Gather each line containing the string "NodeTag" from these entries.

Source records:
+ + + + + + +
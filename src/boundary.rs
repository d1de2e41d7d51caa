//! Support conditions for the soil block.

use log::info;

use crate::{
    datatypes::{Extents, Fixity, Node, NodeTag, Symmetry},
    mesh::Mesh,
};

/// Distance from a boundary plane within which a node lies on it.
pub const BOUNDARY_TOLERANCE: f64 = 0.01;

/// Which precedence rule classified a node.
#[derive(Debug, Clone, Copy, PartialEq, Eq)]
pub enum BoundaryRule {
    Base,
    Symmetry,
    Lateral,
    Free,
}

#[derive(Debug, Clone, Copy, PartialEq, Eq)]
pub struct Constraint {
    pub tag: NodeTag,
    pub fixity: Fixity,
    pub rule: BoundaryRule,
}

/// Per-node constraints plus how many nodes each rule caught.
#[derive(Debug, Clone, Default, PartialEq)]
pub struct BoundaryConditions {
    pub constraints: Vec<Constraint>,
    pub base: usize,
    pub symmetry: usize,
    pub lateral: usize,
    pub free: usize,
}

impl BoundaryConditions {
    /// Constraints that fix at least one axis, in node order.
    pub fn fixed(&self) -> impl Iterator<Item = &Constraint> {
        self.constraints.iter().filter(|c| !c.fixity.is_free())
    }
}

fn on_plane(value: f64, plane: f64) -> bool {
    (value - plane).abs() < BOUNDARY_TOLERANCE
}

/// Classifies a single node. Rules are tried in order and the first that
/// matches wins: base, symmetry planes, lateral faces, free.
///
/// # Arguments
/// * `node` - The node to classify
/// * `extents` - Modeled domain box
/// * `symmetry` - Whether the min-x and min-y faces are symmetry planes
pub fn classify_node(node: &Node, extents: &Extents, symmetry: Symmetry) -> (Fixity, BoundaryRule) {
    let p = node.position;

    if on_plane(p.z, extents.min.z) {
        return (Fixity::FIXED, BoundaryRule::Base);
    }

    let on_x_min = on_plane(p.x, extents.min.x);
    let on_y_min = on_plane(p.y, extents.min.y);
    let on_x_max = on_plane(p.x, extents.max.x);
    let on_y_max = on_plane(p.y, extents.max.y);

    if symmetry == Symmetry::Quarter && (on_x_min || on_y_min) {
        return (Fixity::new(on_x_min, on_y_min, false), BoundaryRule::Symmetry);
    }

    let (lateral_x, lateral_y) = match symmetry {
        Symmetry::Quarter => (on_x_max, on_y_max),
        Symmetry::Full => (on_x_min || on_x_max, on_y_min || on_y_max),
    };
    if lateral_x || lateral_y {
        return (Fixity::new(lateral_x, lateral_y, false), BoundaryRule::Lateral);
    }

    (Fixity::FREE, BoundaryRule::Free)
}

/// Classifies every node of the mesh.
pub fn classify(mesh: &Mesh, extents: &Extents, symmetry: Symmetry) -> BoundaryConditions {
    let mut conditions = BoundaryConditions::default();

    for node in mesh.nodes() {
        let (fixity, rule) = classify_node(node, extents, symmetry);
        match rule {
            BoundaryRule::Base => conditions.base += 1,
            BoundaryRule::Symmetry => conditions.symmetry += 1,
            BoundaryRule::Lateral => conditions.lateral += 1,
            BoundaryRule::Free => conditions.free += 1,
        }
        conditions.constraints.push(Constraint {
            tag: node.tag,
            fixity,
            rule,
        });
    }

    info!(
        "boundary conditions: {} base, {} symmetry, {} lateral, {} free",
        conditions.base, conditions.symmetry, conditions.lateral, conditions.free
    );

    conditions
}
+ + + + + + +
_Answer area_
    datatypes::{Extents, Fixity, Node, NodeTag, Symmetry},
    pub tag: NodeTag,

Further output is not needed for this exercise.